Furthermore, in 2014 Jazz in the Park created a special fund through which the festival community could support several cultural projects with donations. For five years, the Jazz in the Park Fund managed to raise around 50.000 euros, an amount that made it possible for the organizers to finance nine cultural projects, and to offer seven scholarships for music and sports.

Also, in 2018, Jazz in the Park was the first Romanian festival to introduce reusable cups as a way of encouraging people to reduce their plastic waste.

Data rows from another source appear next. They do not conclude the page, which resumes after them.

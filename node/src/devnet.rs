//! # Devnet Wiring
//!
//! Assembles one simulated vault from [`NodeConfig`]: a constant-weight
//! strategy, in-memory custody with faucet balances, fixed-price oracles,
//! a static access policy, and the batch harvester the keeper loop drives.
//!
//! Custody and strategy books are in-memory, so a restart begins a fresh
//! chain. The vault store only keeps the latest ledger snapshot and the
//! last simulated block; a snapshot left over from a previous run is
//! discarded at startup because its balances no longer have assets behind
//! them.

use std::sync::Arc;

use anyhow::{Context, Result};
use multivault_contracts::{
    BatchReport, HardWorkTarget, HardWorker, HardWorkerConfig, HardWorkerError, Vault,
    VaultConfig, VaultError, VaultState,
};
use multivault_protocol::access::StaticAccessPolicy;
use multivault_protocol::bank::{AssetBank, MemoryBank};
use multivault_protocol::config::DEFAULT_MAX_HW_PER_CALL;
use multivault_protocol::sim::{FixedAprOracle, FixedPriceOracle, SimEnv, SimStrategy};
use multivault_protocol::storage::VaultStore;
use multivault_protocol::{Address, Amount, AssetId, ExecutionEnv};
use parking_lot::Mutex;
use tracing::{debug, info, warn};

use crate::config::NodeConfig;

/// Domain tag for the devnet strategy's address.
const STRATEGY_DOMAIN: &[u8] = b"multivault/devnet-strategy";

/// Pool liquidity, as a multiple of the faucet amount.
const POOL_DEPTH: Amount = 100;

pub type DevnetVault = Vault<SimStrategy, MemoryBank>;

pub struct Devnet {
    pub vault: Arc<DevnetVault>,
    pub env: Arc<SimEnv>,
    pub hard_worker: Arc<HardWorker>,
    pub store: Arc<VaultStore>,
    /// The gas meter is shared, so one harvest measures at a time.
    harvest_lock: Mutex<()>,
    assets: Vec<AssetId>,
    dedicated_server: Address,
    faucet_amount: Amount,
    reward_per_harvest: Amount,
}

impl Devnet {
    pub fn build(config: &NodeConfig, store: Arc<VaultStore>) -> Result<Self> {
        let section = &config.vault;
        let roles = &config.roles;

        let start_block = store
            .last_block()
            .context("failed to read last simulated block")?
            .map_or(1, |block| block + 1);
        let now = u64::try_from(chrono::Utc::now().timestamp()).unwrap_or_default();
        let env = Arc::new(SimEnv::new(start_block, now));
        env.set_gas_price(config.gas_price);

        let assets: Vec<AssetId> = section.assets.iter().map(|a| a.address.clone()).collect();
        let unit_values = section.assets.iter().map(|a| a.unit_value).collect();

        let strategy_id = Address::derive(STRATEGY_DOMAIN, &section.address);
        let mut strategy = SimStrategy::new(strategy_id.clone(), assets.clone(), unit_values)
            .with_last_hard_work(now);
        if let Some(lp) = &section.underlying {
            strategy = strategy.with_underlying(lp.clone(), section.pool.clone());
        }

        let mut bank = MemoryBank::new();
        for account in &section.faucet_accounts {
            fund(&mut bank, &assets, section.underlying.as_ref(), account, section.faucet_amount)
                .with_context(|| format!("failed to fund faucet account {account}"))?;
        }
        let pool_liquidity = section.faucet_amount.saturating_mul(POOL_DEPTH);
        fund(&mut bank, &assets, section.underlying.as_ref(), &section.pool, pool_liquidity)
            .context("failed to fund pool")?;
        bank.fund_native(&section.address, section.native_float)
            .context("failed to fund vault gas float")?;

        let policy = Arc::new(StaticAccessPolicy::with_roles(
            roles.governance.clone(),
            roles.hard_worker.clone(),
        ));
        for operator in &roles.operators {
            policy.add_operator(operator.clone());
        }
        let prices = Arc::new(FixedPriceOracle::with_prices(
            section.assets.iter().map(|a| (a.address.clone(), a.price)),
        ));

        if store
            .get_vault::<VaultState>(&section.address)
            .context("failed to read vault snapshot")?
            .is_some()
        {
            warn!(vault = %section.address, "discarding snapshot from a previous run");
            store
                .remove_vault(&section.address)
                .context("failed to discard vault snapshot")?;
        }

        let vault = Vault::new(
            VaultConfig {
                address: section.address.clone(),
                name: section.name.clone(),
                symbol: section.symbol.clone(),
            },
            strategy,
            bank,
            policy,
            prices,
        )
        .with_apr_oracle(Arc::new(FixedAprOracle::new()));

        let hard_worker = HardWorker::new(HardWorkerConfig {
            address: roles.hard_worker.clone(),
            owner: roles.owner.clone(),
            max_hw_per_call: DEFAULT_MAX_HW_PER_CALL,
            dedicated_servers: vec![roles.dedicated_server.clone()],
        })
        .context("invalid hard worker config")?;

        info!(
            vault = %section.address,
            strategy = %strategy_id,
            assets = assets.len(),
            start_block,
            "devnet vault assembled"
        );

        Ok(Self {
            vault: Arc::new(vault),
            env,
            hard_worker: Arc::new(hard_worker),
            store,
            harvest_lock: Mutex::new(()),
            assets,
            dedicated_server: roles.dedicated_server.clone(),
            faucet_amount: section.faucet_amount,
            reward_per_harvest: section.reward_per_harvest,
        })
    }

    pub fn assets(&self) -> &[AssetId] {
        &self.assets
    }

    pub fn targets(&self) -> Vec<Arc<dyn HardWorkTarget>> {
        vec![self.vault.clone()]
    }

    /// Produces one block and records it in the store.
    pub fn tick(&self) -> Result<u64> {
        let block = self.env.advance_blocks(1);
        self.store
            .set_last_block(block)
            .context("failed to record block height")?;
        Ok(block)
    }

    /// Runs one harvest batch as `caller`, queueing the configured rewards
    /// first.
    pub fn harvest(&self, caller: &Address) -> Result<BatchReport, HardWorkerError> {
        let _metering = self.harvest_lock.lock();
        if self.reward_per_harvest > 0 {
            let rewards = vec![self.reward_per_harvest; self.assets.len()];
            if let Err(e) = self
                .vault
                .with_strategy_mut(|strategy| strategy.accrue_rewards(&rewards))
            {
                debug!(error = %e, "vault busy, skipping this round's rewards");
            }
        }
        self.env.reset_gas();
        self.hard_worker
            .call(caller, &self.targets(), self.env.as_ref())
    }

    /// One keeper round, called from the dedicated server.
    pub fn keeper_round(&self) -> Result<BatchReport, HardWorkerError> {
        self.harvest(&self.dedicated_server)
    }

    /// Credits `account` with the faucet amount of every asset.
    pub fn faucet(&self, account: &Address) -> Result<Amount, VaultError> {
        let amount = self.faucet_amount;
        self.vault
            .with_bank_mut(|bank| fund(bank, &self.assets, None, account, amount))??;
        info!(%account, amount, "faucet drip");
        Ok(amount)
    }

    /// Persists the current vault ledger.
    pub fn snapshot(&self) -> Result<(), VaultError> {
        self.vault.save(&self.store)
    }

    pub fn block_number(&self) -> u64 {
        self.env.block_number()
    }
}

fn fund(
    bank: &mut MemoryBank,
    assets: &[AssetId],
    underlying: Option<&AssetId>,
    account: &Address,
    amount: Amount,
) -> Result<(), multivault_protocol::bank::BankError> {
    for asset in assets.iter().chain(underlying) {
        bank.mint(asset, account, amount)?;
    }
    Ok(())
}

#[cfg(test)]
mod tests {
    use super::*;
    use multivault_protocol::config::PRICE_PRECISION;

    const ONE: Amount = PRICE_PRECISION;

    fn devnet() -> Devnet {
        let store = Arc::new(VaultStore::open_temporary().unwrap());
        Devnet::build(&NodeConfig::default(), store).unwrap()
    }

    fn alice() -> Address {
        NodeConfig::default().vault.faucet_accounts[0].clone()
    }

    #[test]
    fn faucet_accounts_can_deposit() {
        let net = devnet();
        let receipt = net
            .vault
            .deposit_assets(&alice(), net.assets(), &[ONE, 2_000 * ONE], 0, None, net.env.as_ref())
            .unwrap();
        assert!(receipt.shares_minted > 0);
        assert_eq!(receipt.amounts_consumed, vec![ONE, 2_000 * ONE]);
    }

    #[test]
    fn keeper_round_harvests_and_reimburses() {
        let net = devnet();
        net.vault
            .deposit_assets(&alice(), net.assets(), &[ONE, 2_000 * ONE], 0, None, net.env.as_ref())
            .unwrap();

        let report = net.keeper_round().unwrap();
        assert_eq!(report.harvested, vec![net.vault.address().clone()]);
        assert!(report.compensated_total > 0);
    }

    #[test]
    fn strangers_cannot_drive_the_harvester() {
        let net = devnet();
        assert!(matches!(
            net.harvest(&alice()),
            Err(HardWorkerError::Unauthorized(_))
        ));
    }

    #[test]
    fn ticks_are_recorded_and_resume_after_restart() {
        let store = Arc::new(VaultStore::open_temporary().unwrap());
        let net = Devnet::build(&NodeConfig::default(), store.clone()).unwrap();
        net.tick().unwrap();
        let last = net.tick().unwrap();
        assert_eq!(store.last_block().unwrap(), Some(last));

        let restarted = Devnet::build(&NodeConfig::default(), store).unwrap();
        assert_eq!(restarted.block_number(), last + 1);
    }

    #[test]
    fn stale_snapshot_is_discarded_on_build() {
        let store = Arc::new(VaultStore::open_temporary().unwrap());
        let net = Devnet::build(&NodeConfig::default(), store.clone()).unwrap();
        net.vault
            .deposit_assets(&alice(), net.assets(), &[ONE, 2_000 * ONE], 0, None, net.env.as_ref())
            .unwrap();
        net.snapshot().unwrap();
        let address = net.vault.address().clone();
        assert!(store.get_vault::<VaultState>(&address).unwrap().is_some());

        let fresh = Devnet::build(&NodeConfig::default(), store.clone()).unwrap();
        assert_eq!(fresh.vault.total_supply().unwrap(), 0);
        assert!(store.get_vault::<VaultState>(&address).unwrap().is_none());
    }

    #[test]
    fn overlapping_harvests_are_each_reimbursed() {
        let net = devnet();
        let per_harvest = multivault_protocol::sim::strategy::DEFAULT_HARD_WORK_GAS as u128
            * NodeConfig::default().gas_price as u128;

        let reports: Vec<BatchReport> = std::thread::scope(|scope| {
            let handles: Vec<_> = (0..8).map(|_| scope.spawn(|| net.keeper_round())).collect();
            handles
                .into_iter()
                .map(|handle| handle.join().unwrap().unwrap())
                .collect()
        });
        for report in &reports {
            assert_eq!(report.compensated_total, per_harvest);
        }
    }

    #[test]
    fn configured_rewards_compound_on_harvest() {
        let mut config = NodeConfig::default();
        config.vault.reward_per_harvest = ONE;
        let store = Arc::new(VaultStore::open_temporary().unwrap());
        let net = Devnet::build(&config, store).unwrap();
        net.vault
            .deposit_assets(&alice(), net.assets(), &[ONE, 2_000 * ONE], 0, None, net.env.as_ref())
            .unwrap();
        let (tvl_before, _) = net.vault.tvl().unwrap();

        net.keeper_round().unwrap();
        assert!(net.vault.tvl().unwrap().0 > tvl_before);
    }

    #[test]
    fn faucet_tops_up_every_asset() {
        let net = devnet();
        let stranger = Address::new("0x00000000000000000000000000000000000000cc");
        let amount = net.faucet(&stranger).unwrap();
        for asset in net.assets() {
            let held = net
                .vault
                .with_bank(|bank| bank.balance(asset, &stranger))
                .unwrap();
            assert_eq!(held, amount);
        }
    }
}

== Awards and nominations ==

European Festival Award - Best Small Festival Award, 2019
Romanian PR Awards - Silver Award for Excellence for Jazz in the Park Fund, 2019
European Festival Awards – Shortlisted for the “A Stand” Award, 2018
Romanian Hospitality Awards – Shortlisted Best Festival, 2018
Romanian PR Awards – Silver Award for Excellence for the Jazz in the Park Fund, 2016
Romanian PR Awards – Silver Award for Excellence for the Jazz in the Park - Bogata Edition, 2016
Gala Premiilor in Jazz – Festival of the Year and Event Manager of the Year, 2016
European Festival Awards – Shortlisted Best Small Festival in Europe, 2014, 2015

== Founders ==

Jazz in the Park is founded by Fapte, an association that organizes cultural and artistic events. Besides Jazz in the Park, they founded Classic Unlimited, a tour designed to get classical music in unconventional places and Jazz in the Street, an event developed encourage artists to perform in the streets and to have an artistic exchange with the passersby.